Collected data
======
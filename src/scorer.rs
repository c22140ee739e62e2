//! Sustainability scoring
//!
//! Scores a product from the keywords found in its name and description and
//! from the eco-labels detected on its page. Matching is presence-only: each
//! table entry contributes its points at most once, and the total is capped
//! at [`MAX_SCORE`].

use std::collections::HashSet;

use serde::Serialize;

use crate::signals::{label_weight, KEYWORD_POINTS};

/// Upper bound of the sustainability score
pub const MAX_SCORE: u32 = 100;

/// A keyword found in the product text
#[derive(Debug, Clone, PartialEq, Eq, Serialize)]
pub struct KeywordHit {
    pub keyword: String,
    pub points: u32,
}

/// A recognized eco-label
#[derive(Debug, Clone, PartialEq, Eq, Serialize)]
pub struct LabelHit {
    pub label: String,
    pub points: u32,
}

/// Which signals contributed to the score
#[derive(Debug, Clone, PartialEq, Eq, Default, Serialize)]
pub struct ScoreBreakdown {
    #[serde(rename = "keywords")]
    pub keyword_hits: Vec<KeywordHit>,
    #[serde(rename = "ecoLabels")]
    pub label_hits: Vec<LabelHit>,
}

#[derive(Debug, Clone, PartialEq, Eq, Default)]
pub struct ScoreResult {
    /// Capped score in `0..=MAX_SCORE`
    pub score: u32,
    pub breakdown: ScoreBreakdown,
}

impl ScoreResult {
    /// Sum of all hit points before capping
    pub fn total_points(&self) -> u32 {
        let keywords: u32 = self.breakdown.keyword_hits.iter().map(|h| h.points).sum();
        let labels: u32 = self.breakdown.label_hits.iter().map(|h| h.points).sum();
        keywords + labels
    }
}

/// Score a product's name, description and detected eco-labels
pub fn score<S: AsRef<str>>(name: &str, description: &str, eco_labels: &[S]) -> ScoreResult {
    let text = format!("{} {}", name, description).to_lowercase();
    let mut breakdown = ScoreBreakdown::default();

    for (keyword, points) in KEYWORD_POINTS {
        if text.contains(&keyword.to_lowercase()) {
            breakdown.keyword_hits.push(KeywordHit {
                keyword: keyword.to_string(),
                points: *points,
            });
        }
    }

    let mut seen = HashSet::new();
    for label in eco_labels {
        let label = label.as_ref();
        let Some(points) = label_weight(label) else {
            continue;
        };
        if seen.insert(label) {
            breakdown.label_hits.push(LabelHit {
                label: label.to_string(),
                points,
            });
        }
    }

    let mut result = ScoreResult {
        score: 0,
        breakdown,
    };
    result.score = result.total_points().min(MAX_SCORE);
    result
}
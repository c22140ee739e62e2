//! CSS selector-based extraction
//!
//! Uses the scraper crate to look up the first element matching a selector.

use scraper::{Html, Selector};

/// Extract first matching element's text, whitespace-trimmed
pub fn first_text(document: &Html, selector_str: &str) -> Option<String> {
    let selector = Selector::parse(selector_str).ok()?;

    document
        .select(&selector)
        .next()
        .map(|el| el.text().collect::<String>().trim().to_string())
        .filter(|text| !text.is_empty())
}

/// Extract first matching element's attribute
pub fn first_attr(document: &Html, selector_str: &str, attr_name: &str) -> Option<String> {
    let selector = Selector::parse(selector_str).ok()?;

    document
        .select(&selector)
        .next()
        .and_then(|el| el.value().attr(attr_name))
        .map(str::trim)
        .filter(|value| !value.is_empty())
        .map(String::from)
}
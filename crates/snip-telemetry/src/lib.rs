//! Process-wide tracing setup.
//!
//! [`init`] installs a `tracing` subscriber made of:
//! - an `EnvFilter` read from `RUST_LOG`, falling back to
//!   [`TelemetryConfig::default_directive`]
//! - a text or JSON formatter on stdout
//! - an OpenTelemetry layer exporting spans over OTLP/gRPC, when an
//!   endpoint is configured
//!
//! Records emitted through the `log` facade are forwarded into the same
//! subscriber.

use opentelemetry::trace::TracerProvider as _;
use opentelemetry_otlp::WithExportConfig;
use opentelemetry_sdk::trace::SdkTracerProvider;
use opentelemetry_sdk::Resource;
use std::fmt;
use std::str::FromStr;
use thiserror::Error;
use tracing_subscriber::layer::{Layered, SubscriberExt};
use tracing_subscriber::{EnvFilter, Layer, Registry};
use typed_builder::TypedBuilder;

#[derive(Debug, Error)]
pub enum TelemetryError {
    #[error("invalid log filter: {0}")]
    Filter(String),
    #[error("failed to build span exporter: {0}")]
    Exporter(String),
    #[error("a global subscriber is already installed: {0}")]
    Subscriber(#[from] tracing::subscriber::SetGlobalDefaultError),
    #[error("failed to install the log bridge: {0}")]
    LogBridge(#[from] tracing_log::log::SetLoggerError),
}

#[derive(Debug, Clone, Copy, Default, PartialEq, Eq)]
pub enum LogFormat {
    #[default]
    Text,
    Json,
}

impl FromStr for LogFormat {
    type Err = String;

    fn from_str(s: &str) -> Result<Self, Self::Err> {
        match s.to_ascii_lowercase().as_str() {
            "text" => Ok(Self::Text),
            "json" => Ok(Self::Json),
            other => Err(format!("unknown log format '{other}', expected text or json")),
        }
    }
}

impl fmt::Display for LogFormat {
    fn fmt(&self, f: &mut fmt::Formatter<'_>) -> fmt::Result {
        match self {
            Self::Text => f.write_str("text"),
            Self::Json => f.write_str("json"),
        }
    }
}

#[derive(Debug, Clone, TypedBuilder)]
pub struct TelemetryConfig {
    #[builder(default = "snip".to_string(), setter(into))]
    pub service_name: String,
    #[builder(default)]
    pub log_format: LogFormat,
    /// Filter used when `RUST_LOG` is unset.
    #[builder(default = "info".to_string(), setter(into))]
    pub default_directive: String,
    /// OTLP/gRPC collector, e.g. `http://localhost:4317`.
    #[builder(default, setter(into))]
    pub otlp_endpoint: Option<String>,
}

/// Keeps the span exporter alive. Dropping it flushes pending spans.
#[must_use = "dropping the guard shuts the span exporter down"]
#[derive(Debug)]
pub struct TelemetryGuard {
    provider: Option<SdkTracerProvider>,
}

impl Drop for TelemetryGuard {
    fn drop(&mut self) {
        if let Some(provider) = self.provider.take() {
            if let Err(err) = provider.shutdown() {
                eprintln!("failed to shut down tracer provider: {err}");
            }
        }
    }
}

type Base = Layered<EnvFilter, Registry>;

fn env_filter(config: &TelemetryConfig) -> Result<EnvFilter, TelemetryError> {
    match EnvFilter::try_from_default_env() {
        Ok(filter) => Ok(filter),
        Err(_) => EnvFilter::try_new(&config.default_directive)
            .map_err(|e| TelemetryError::Filter(e.to_string())),
    }
}

fn fmt_layer(format: LogFormat) -> Box<dyn Layer<Base> + Send + Sync> {
    match format {
        LogFormat::Text => tracing_subscriber::fmt::layer().boxed(),
        LogFormat::Json => tracing_subscriber::fmt::layer().json().boxed(),
    }
}

fn tracer_provider(service_name: &str, endpoint: &str) -> Result<SdkTracerProvider, TelemetryError> {
    let exporter = opentelemetry_otlp::SpanExporter::builder()
        .with_tonic()
        .with_endpoint(endpoint)
        .build()
        .map_err(|e| TelemetryError::Exporter(e.to_string()))?;

    Ok(SdkTracerProvider::builder()
        .with_batch_exporter(exporter)
        .with_resource(
            Resource::builder()
                .with_service_name(service_name.to_string())
                .build(),
        )
        .build())
}

/// Installs the global subscriber. Call once, early in `main`, from inside
/// a Tokio runtime.
pub fn init(config: TelemetryConfig) -> Result<TelemetryGuard, TelemetryError> {
    let provider = config
        .otlp_endpoint
        .as_deref()
        .map(|endpoint| tracer_provider(&config.service_name, endpoint))
        .transpose()?;

    let otel_layer = provider.as_ref().map(|provider| {
        tracing_opentelemetry::layer().with_tracer(provider.tracer(config.service_name.clone()))
    });

    let subscriber = tracing_subscriber::registry()
        .with(env_filter(&config)?)
        .with(fmt_layer(config.log_format))
        .with(otel_layer);

    tracing::subscriber::set_global_default(subscriber)?;
    tracing_log::LogTracer::init()?;

    if let Some(provider) = &provider {
        opentelemetry::global::set_tracer_provider(provider.clone());
    }

    tracing::debug!(
        service = %config.service_name,
        format = %config.log_format,
        otlp = config.otlp_endpoint.is_some(),
        "telemetry initialized"
    );

    Ok(TelemetryGuard { provider })
}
======
• _Exercise directions_
Go through the entries above and copy each line holding the string "SdkTracerProvider".

• _Finished exercise_
use opentelemetry_sdk::trace::SdkTracerProvider;
    provider: Option<SdkTracerProvider>,
fn tracer_provider(service_name: &str, endpoint: &str) -> Result<SdkTracerProvider, TelemetryError> {
    Ok(SdkTracerProvider::builder()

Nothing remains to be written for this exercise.